Babcock propose quant à lui une autre approche, ayant déjà suggéré la frégate Type 31 pour ce rôle. Leur concept ARMOR Force prévoit d’utiliser la Type 31 comme nœud de commandement pour une flotte d’importants navires de surface autonomes construits par le chantier naval américain HII. Cette flotte disperserait des capacités anti-sous-marines, de défense aérienne et de frappe sur de vastes zones océaniques. La proposition repose sur la famille de navires sans équipage ROMULUS de HII, équipés de charges utiles modulaires échangeables grâce à un système de manutention développé par Babcock à son chantier de Rosyth. Ce projet se présente comme une réponse industrielle à l’appel du First Sea Lord pour une Hybrid Navy, et comme un levier des concepts Atlantic Bastion, Atlantic Shield et Atlantic Strike.
Sir Nick Hine, directeur général de Babcock Marine, a qualifié ARMOR Force de « réponse à l’appel du First Sea Lord pour une Hybrid Navy réinventée », soulignant que le système de mission autonome serait conforme aux normes ouvertes de l’OTAN, permettant une interopérabilité avec les forces alliées. La société prévoit un déploiement de cette technologie autonome d’ici fin 2026.
Le plan global a été critiqué par les conservateurs, qui le jugent insuffisant. James Cartlidge, porte-parole de l’opposition pour la défense, a déclaré que ces changements représentaient « trop peu, trop tard de la part des travaillistes en matière de Défense », estimant que le budget ne dépasse guère celui du précédent gouvernement et rappelant la démission de l’ancien secrétaire à la Défense John Healey, qui avait averti que ce montant mettrait le Royaume-Uni « en danger ». Andrew Bowie, porte-parole pour l’Écosse, a qualifié d’extraordinaire le refus des ministres de financer simultanément pilotes sans équipage et destroyers, avertissant que la déconfiture de la Royal Navy nuirait aux chantiers navals de la Clyde et de Rosyth. Il a également promis que son parti réaffecterait des fonds prévus pour la cession des îles Chagos à Maurice vers une nouvelle flotte de frégates.

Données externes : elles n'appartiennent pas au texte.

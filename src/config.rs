use std::path::Path;

use crate::error::ConfigError;
use crate::game::COLS;
use crate::logging::LoggingConfig;
use crate::ui::UiConfig;

/// Top-level application configuration, loadable from TOML.
#[derive(Debug, Clone, Default, serde::Serialize, serde::Deserialize)]
#[serde(default)]
pub struct AppConfig {
    pub ui: UiConfig,
    pub logging: LoggingConfig,
}

impl AppConfig {
    /// Load configuration from a TOML file.
    pub fn load(path: &Path) -> Result<Self, ConfigError> {
        let content = std::fs::read_to_string(path).map_err(|e| ConfigError::FileRead {
            path: path.to_path_buf(),
            source: e,
        })?;
        let config: AppConfig = toml::from_str(&content)?;
        config.validate()?;
        Ok(config)
    }

    /// Load configuration from a TOML file, falling back to defaults if the file
    /// does not exist.
    pub fn load_or_default(path: &Path) -> Result<Self, ConfigError> {
        if path.exists() {
            Self::load(path)
        } else {
            Ok(Self::default())
        }
    }

    /// Validate configuration values.
    pub fn validate(&self) -> Result<(), ConfigError> {
        if self.ui.poll_interval_ms == 0 {
            return Err(ConfigError::Validation(
                "ui.poll_interval_ms must be > 0".into(),
            ));
        }
        if self.ui.start_column >= COLS {
            return Err(ConfigError::Validation(format!(
                "ui.start_column must be < {COLS}"
            )));
        }
        if self.ui.player_one_name.trim().is_empty() || self.ui.player_two_name.trim().is_empty() {
            return Err(ConfigError::Validation(
                "ui player names must not be empty".into(),
            ));
        }
        if self.ui.player_one_name == self.ui.player_two_name {
            return Err(ConfigError::Validation(
                "ui.player_one_name and ui.player_two_name must differ".into(),
            ));
        }

        if self.logging.level.parse::<tracing::Level>().is_err() {
            return Err(ConfigError::Validation(format!(
                "logging.level '{}' is not one of trace, debug, info, warn, error",
                self.logging.level
            )));
        }
        if self.logging.enabled && self.logging.file.as_os_str().is_empty() {
            return Err(ConfigError::Validation(
                "logging.file must be set when logging is enabled".into(),
            ));
        }

        Ok(())
    }

    /// Generate a TOML string with all default values (useful for creating
    /// example config files).
    pub fn default_toml() -> String {
        toml::to_string_pretty(&AppConfig::default()).expect("default config serializes")
    }
}
use super::board::Cell;

#[derive(Debug, Clone, Copy, PartialEq, Eq, Hash)]
pub enum Player {
    One,
    Two,
}

impl Player {
    /// Get the other player
    pub fn other(self) -> Player {
        match self {
            Player::One => Player::Two,
            Player::Two => Player::One,
        }
    }

    /// Convert player to cell type
    pub fn to_cell(self) -> Cell {
        match self {
            Player::One => Cell::Player1,
            Player::Two => Cell::Player2,
        }
    }

    /// Player number as shown to the user (1 or 2)
    pub fn number(self) -> u8 {
        match self {
            Player::One => 1,
            Player::Two => 2,
        }
    }

    /// Get player name for display
    pub fn name(self) -> &'static str {
        match self {
            Player::One => "Player 1",
            Player::Two => "Player 2",
        }
    }
}

impl std::fmt::Display for Player {
    fn fmt(&self, f: &mut std::fmt::Formatter<'_>) -> std::fmt::Result {
        f.write_str(self.name())
    }
}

John Healey a quitté ses fonctions plus tôt ce mois-ci après un différend sur ce plan, estimant que le gouvernement n’avait pas mobilisé les ressources nécessaires pour préserver la sécurité nationale. Par la suite, Dan Jarvis a obtenu environ un milliard de livres d’argent supplémentaire, portant le budget à au moins 14,5 milliards, ce qui demeure inférieur aux 28 milliards que les experts jugeaient indispensables.

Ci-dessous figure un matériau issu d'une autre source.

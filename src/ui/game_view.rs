use crate::game::{Board, Cell, GameStatus, Player, WinningLine};
use ratatui::{
    layout::{Alignment, Constraint, Direction, Layout, Rect},
    style::{Color, Modifier, Style},
    text::{Line, Span},
    widgets::{Block, Borders, Paragraph},
    Frame,
};

use super::App;

pub fn render(frame: &mut Frame, app: &App) {
    let chunks = Layout::default()
        .direction(Direction::Vertical)
        .constraints([
            Constraint::Length(3), // Header
            Constraint::Min(10),   // Board
            Constraint::Length(3), // Message
            Constraint::Length(3), // Controls
        ])
        .split(frame.area());

    let state = app.game_state();
    render_header(frame, app, chunks[0]);
    render_board(
        frame,
        state.board(),
        app.selected_column(),
        state.winning_line().as_ref(),
        chunks[1],
    );
    render_message(frame, app.message(), chunks[2]);
    render_controls(frame, chunks[3]);
}

fn player_color(player: Player) -> Color {
    match player {
        Player::One => Color::Red,
        Player::Two => Color::Yellow,
    }
}

fn render_header(frame: &mut Frame, app: &App, area: Rect) {
    let state = app.game_state();
    let (status, color) = match state.status() {
        GameStatus::Finished(winner) => (
            format!("{} wins!", app.player_name(winner)),
            player_color(winner),
        ),
        GameStatus::InProgress if state.is_board_full() => {
            ("Board full, no winner".to_string(), Color::Gray)
        }
        GameStatus::InProgress => {
            let player = state.current_player();
            (
                format!("Current Player: {}", app.player_name(player)),
                player_color(player),
            )
        }
    };

    let header = Paragraph::new(status)
        .style(Style::default().fg(color).add_modifier(Modifier::BOLD))
        .alignment(Alignment::Center)
        .block(
            Block::default()
                .borders(Borders::ALL)
                .title("Connect Four"),
        );

    frame.render_widget(header, area);
}

fn render_board(
    frame: &mut Frame,
    board: &Board,
    selected_column: usize,
    winning_line: Option<&WinningLine>,
    area: Rect,
) {
    let mut lines = Vec::new();
    let border = "═".repeat(board.width() * 3 + 1);

    // Column numbers with selection indicator
    let mut col_line = vec![Span::raw("   ")]; // Padding (3 chars to match "  ║")
    for col in 0..board.width() {
        if col == selected_column {
            col_line.push(Span::styled(
                format!(" {} ", col + 1),
                Style::default()
                    .fg(Color::Cyan)
                    .add_modifier(Modifier::BOLD | Modifier::UNDERLINED),
            ));
        } else {
            col_line.push(Span::raw(format!(" {} ", col + 1)));
        }
    }
    col_line.push(Span::raw("  ")); // Suffix padding to match " ║"
    lines.push(Line::from(col_line));

    lines.push(Line::from(format!("  ╔{border}╗")));

    for row in 0..board.height() {
        let mut row_spans = vec![Span::raw("  ║")];

        for col in 0..board.width() {
            let (symbol, color) = match board.get(row, col) {
                Cell::Empty => (" . ", Color::DarkGray),
                Cell::Player1 => (" ● ", player_color(Player::One)),
                Cell::Player2 => (" ● ", player_color(Player::Two)),
            };
            let mut style = Style::default().fg(color);
            if winning_line.is_some_and(|line| line.contains(row, col)) {
                style = style.add_modifier(Modifier::BOLD | Modifier::REVERSED);
            }
            row_spans.push(Span::styled(symbol, style));
        }

        row_spans.push(Span::raw(" ║"));
        lines.push(Line::from(row_spans));
    }

    lines.push(Line::from(format!("  ╚{border}╝")));

    // Selection indicator
    let mut indicator_line = vec![Span::raw("   ")];
    for col in 0..board.width() {
        if col == selected_column {
            indicator_line.push(Span::styled(" ▲ ", Style::default().fg(Color::Cyan)));
        } else {
            indicator_line.push(Span::raw("   "));
        }
    }
    indicator_line.push(Span::raw("  "));
    lines.push(Line::from(indicator_line));

    let board_widget = Paragraph::new(lines).alignment(Alignment::Center);
    frame.render_widget(board_widget, area);
}

fn render_message(frame: &mut Frame, message: Option<&str>, area: Rect) {
    let msg_widget = Paragraph::new(message.unwrap_or(""))
        .style(Style::default().fg(Color::Yellow))
        .alignment(Alignment::Center)
        .block(Block::default().borders(Borders::ALL));

    frame.render_widget(msg_widget, area);
}

fn render_controls(frame: &mut Frame, area: Rect) {
    let line = Line::from("←/→: Move  |  1-7 or Enter: Drop  |  R: Restart  |  Q: Quit");

    let controls = Paragraph::new(line)
        .alignment(Alignment::Center)
        .block(
            Block::default()
                .borders(Borders::ALL)
                .title("Controls"),
        );

    frame.render_widget(controls, area);
}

Alors que le plan complet d’investissement militaire sera publié avant le sommet de l’OTAN à Ankara les 7 et 8 juillet, la mission de défense aérienne future de la Royal Navy repose désormais sur le Common Combat Vessel. Ce rôle devait auparavant être assuré par un destroyer encore non conçu et qui doit être opérationnel avant la mise hors service des Type 45 prévue pour 2038.